Requirement:
Using the listing below, retype exactly the lines starting at the one with "let mut out" and ending at the one with "pub(crate) fn report_number_from(search: &str, hash: &str)", and include both.
+--
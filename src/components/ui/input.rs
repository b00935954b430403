use leptos::html;
use leptos::prelude::*;
use tw_merge::tw_merge;
use wasm_bindgen::JsCast;

/// Text input bound two-way to a `RwSignal<String>`.
#[component]
pub fn Input(
    #[prop(into, optional)] class: String,
    #[prop(into, optional)] placeholder: String,
    #[prop(into, optional)] id: String,
    #[prop(optional)] autofocus: bool,

    // Wired by hand instead of `bind:value`, which has moved between Leptos releases.
    #[prop(into)] bind_value: RwSignal<String>,

    #[prop(optional)] node_ref: NodeRef<html::Input>,
) -> impl IntoView {
    let merged_class = tw_merge!(
        "placeholder:text-muted-foreground selection:bg-primary selection:text-primary-foreground border-input flex h-8 w-full min-w-0 rounded-md border bg-transparent px-3 py-1 text-sm shadow-xs transition-[color,box-shadow] outline-none",
        "focus-visible:border-ring focus-visible:ring-ring/50 focus-visible:ring-2",
        class
    );

    let on_input = move |ev: web_sys::Event| {
        if let Some(input) = ev
            .target()
            .and_then(|t| t.dyn_into::<web_sys::HtmlInputElement>().ok())
        {
            bind_value.set(input.value());
        }
    };

    // `autofocus` is ignored for nodes inserted after page load, focus by hand.
    Effect::new(move |_| {
        if autofocus {
            if let Some(el) = node_ref.get() {
                let _ = el.focus();
                el.select();
            }
        }
    });

    view! {
        <input
            data-name="Input"
            type="text"
            class=merged_class
            placeholder=placeholder
            id=id
            autofocus=autofocus
            prop:value=move || bind_value.get()
            on:input=on_input
            node_ref=node_ref
        />
    }
}
use wasm_bindgen::JsCast;
use wasm_bindgen_futures::JsFuture;

pub(crate) const REPORT_NUMBER_PARAM: &str = "reportNumber";

const ID_ALPHABET: &[u8] = b"0123456789abcdefghijklmnopqrstuvwxyz";
const ID_LEN: usize = 10;

/// Encode random bytes as a section id: `n_` + base-36 characters.
pub(crate) fn section_id_from_bytes(bytes: &[u8]) -> String {
    let mut out = String::with_capacity(2 + bytes.len());
    out.push_str("n_");
    for b in bytes {
        out.push(ID_ALPHABET[(*b as usize) % ID_ALPHABET.len()] as char);
    }
    out
}

pub(crate) fn new_section_id() -> String {
    let mut buf = [0u8; ID_LEN];
    if let Err(e) = getrandom::getrandom(&mut buf) {
        // Fall back to the clock; ids only need to be unique within one session.
        log::warn!("getrandom failed, using time-based id: {e}");
        let seed = (js_sys::Date::now() * 1000.0) as u64 ^ (js_sys::Math::random() * 1e9) as u64;
        for (i, b) in buf.iter_mut().enumerate() {
            *b = (seed >> ((i % 8) * 8)) as u8;
        }
    }
    section_id_from_bytes(&buf)
}

/// Look up `key` in a `a=1&b=2` style string. The value is URL-decoded and trimmed.
pub(crate) fn find_param(query: &str, key: &str) -> Option<String> {
    let query = query.trim_start_matches(['?', '#']);
    for pair in query.split('&') {
        let (k, v) = pair.split_once('=').unwrap_or((pair, ""));
        if k != key {
            continue;
        }
        let decoded = urlencoding::decode(&v.replace('+', " "))
            .map(|s| s.into_owned())
            .unwrap_or_else(|_| v.to_string());
        let decoded = decoded.trim().to_string();
        if decoded.is_empty() {
            return None;
        }
        return Some(decoded);
    }
    None
}

/// `reportNumber` from the query string first, then from the fragment.
///
/// The fragment may be a bare parameter list (`#reportNumber=7`) or a hash route
/// with its own query (`#/view?reportNumber=7`).
pub(crate) fn report_number_from(search: &str, hash: &str) -> Option<String> {
    if let Some(v) = find_param(search, REPORT_NUMBER_PARAM) {
        return Some(v);
    }
    let hash = hash.trim_start_matches('#');
    let hash_query = hash.split_once('?').map(|(_, q)| q).unwrap_or(hash);
    find_param(hash_query, REPORT_NUMBER_PARAM)
}

pub(crate) fn report_number_from_location() -> Option<String> {
    let location = web_sys::window()?.location();
    let search = location.search().unwrap_or_default();
    let hash = location.hash().unwrap_or_default();
    report_number_from(&search, &hash)
}

pub(crate) fn export_file_name(report_number: Option<&str>) -> String {
    match report_number {
        Some(n) if !n.trim().is_empty() => format!("report-{}.docx", n.trim()),
        _ => "updated.docx".to_string(),
    }
}

pub(crate) async fn read_file_bytes(file: &web_sys::File) -> Result<Vec<u8>, String> {
    let buf = JsFuture::from(file.array_buffer())
        .await
        .map_err(|e| format!("Failed to read file: {e:?}"))?;
    Ok(js_sys::Uint8Array::new(&buf).to_vec())
}

/// Offer `bytes` to the user as a file download.
pub(crate) fn download_bytes(bytes: &[u8], file_name: &str, mime: &str) -> Result<(), String> {
    let window = web_sys::window().ok_or("No window")?;
    let document = window.document().ok_or("No document")?;

    let parts = js_sys::Array::new();
    parts.push(&js_sys::Uint8Array::from(bytes));
    let props = web_sys::BlobPropertyBag::new();
    props.set_type(mime);
    let blob = web_sys::Blob::new_with_u8_array_sequence_and_options(&parts, &props)
        .map_err(|e| format!("Failed to build download: {e:?}"))?;
    let url = web_sys::Url::create_object_url_with_blob(&blob)
        .map_err(|e| format!("Failed to build download: {e:?}"))?;

    let a: web_sys::HtmlAnchorElement = document
        .create_element("a")
        .map_err(|e| format!("Failed to build download: {e:?}"))?
        .unchecked_into();
    a.set_href(&url);
    a.set_download(file_name);
    a.click();

    // Revoke on the next tick so the browser has picked up the download.
    leptos_dom::helpers::set_timeout(
        move || {
            let _ = web_sys::Url::revoke_object_url(&url);
        },
        std::time::Duration::from_millis(0),
    );
    Ok(())
}

/// Blocking browser alert, used for missing selection/clipboard.
pub(crate) fn alert(message: &str) {
    if let Some(w) = web_sys::window() {
        let _ = w.alert_with_message(message);
    }
}
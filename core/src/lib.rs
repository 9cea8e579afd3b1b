//! Synchronous client core for the TradeDoubler Products API.
//!
//! # Overview
//! Builds search URLs in the API's `;key=value` path-segment style, hands
//! them to a caller-supplied transport, and classifies the raw response by
//! its status line. The body comes back untouched on success; decoding is a
//! separate step.
//!
//! # Design
//! - `ProductsClient` is a scoped instance: configuration and the last
//!   response outcome live on it and change only through `&mut self`.
//! - The network is behind the `Transport` trait. `UreqTransport` (feature
//!   `ureq`, on by default) is the stock implementation; tests pass closures.
//! - Each search step is also available on its own (`build_search_url`,
//!   `parse_search_response`) for hosts that perform the HTTP call
//!   themselves, such as the C ABI in the `ffi` crate.

pub mod client;
pub mod config;
pub mod decode;
pub mod error;
pub mod http;
pub mod outcome;
pub mod query;
pub mod request;
pub mod transport;
pub mod types;

pub use client::ProductsClient;
pub use config::{Configuration, ListEncoding, ResponseFormat};
pub use decode::{decode_json, decode_products};
pub use error::{ApiError, DecodeError, TransportError};
pub use http::RawResponse;
pub use outcome::{classify, OutcomeKind, ResponseOutcome};
pub use query::{QueryKeys, QueryValue};
pub use request::build_url;
pub use transport::Transport;
#[cfg(feature = "ureq")]
pub use transport::UreqTransport;
pub use types::{Category, Offer, Price, PriceEntry, Product, ProductHeader, ProductsPage};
+--
Solution below:
    let mut out = String::with_capacity(2 + bytes.len());
    out.push_str("n_");
    for b in bytes {
        out.push(ID_ALPHABET[(*b as usize) % ID_ALPHABET.len()] as char);
    }
    out
}

pub(crate) fn new_section_id() -> String {
    let mut buf = [0u8; ID_LEN];
    if let Err(e) = getrandom::getrandom(&mut buf) {
        // Fall back to the clock; ids only need to be unique within one session.
        log::warn!("getrandom failed, using time-based id: {e}");
        let seed = (js_sys::Date::now() * 1000.0) as u64 ^ (js_sys::Math::random() * 1e9) as u64;
        for (i, b) in buf.iter_mut().enumerate() {
            *b = (seed >> ((i % 8) * 8)) as u8;
        }
    }
    section_id_from_bytes(&buf)
}

/// Look up `key` in a `a=1&b=2` style string. The value is URL-decoded and trimmed.
pub(crate) fn find_param(query: &str, key: &str) -> Option<String> {
    let query = query.trim_start_matches(['?', '#']);
    for pair in query.split('&') {
        let (k, v) = pair.split_once('=').unwrap_or((pair, ""));
        if k != key {
            continue;
        }
        let decoded = urlencoding::decode(&v.replace('+', " "))
            .map(|s| s.into_owned())
            .unwrap_or_else(|_| v.to_string());
        let decoded = decoded.trim().to_string();
        if decoded.is_empty() {
            return None;
        }
        return Some(decoded);
    }
    None
}

/// `reportNumber` from the query string first, then from the fragment.
///
/// The fragment may be a bare parameter list (`#reportNumber=7`) or a hash route
/// with its own query (`#/view?reportNumber=7`).
pub(crate) fn report_number_from(search: &str, hash: &str) -> Option<String> {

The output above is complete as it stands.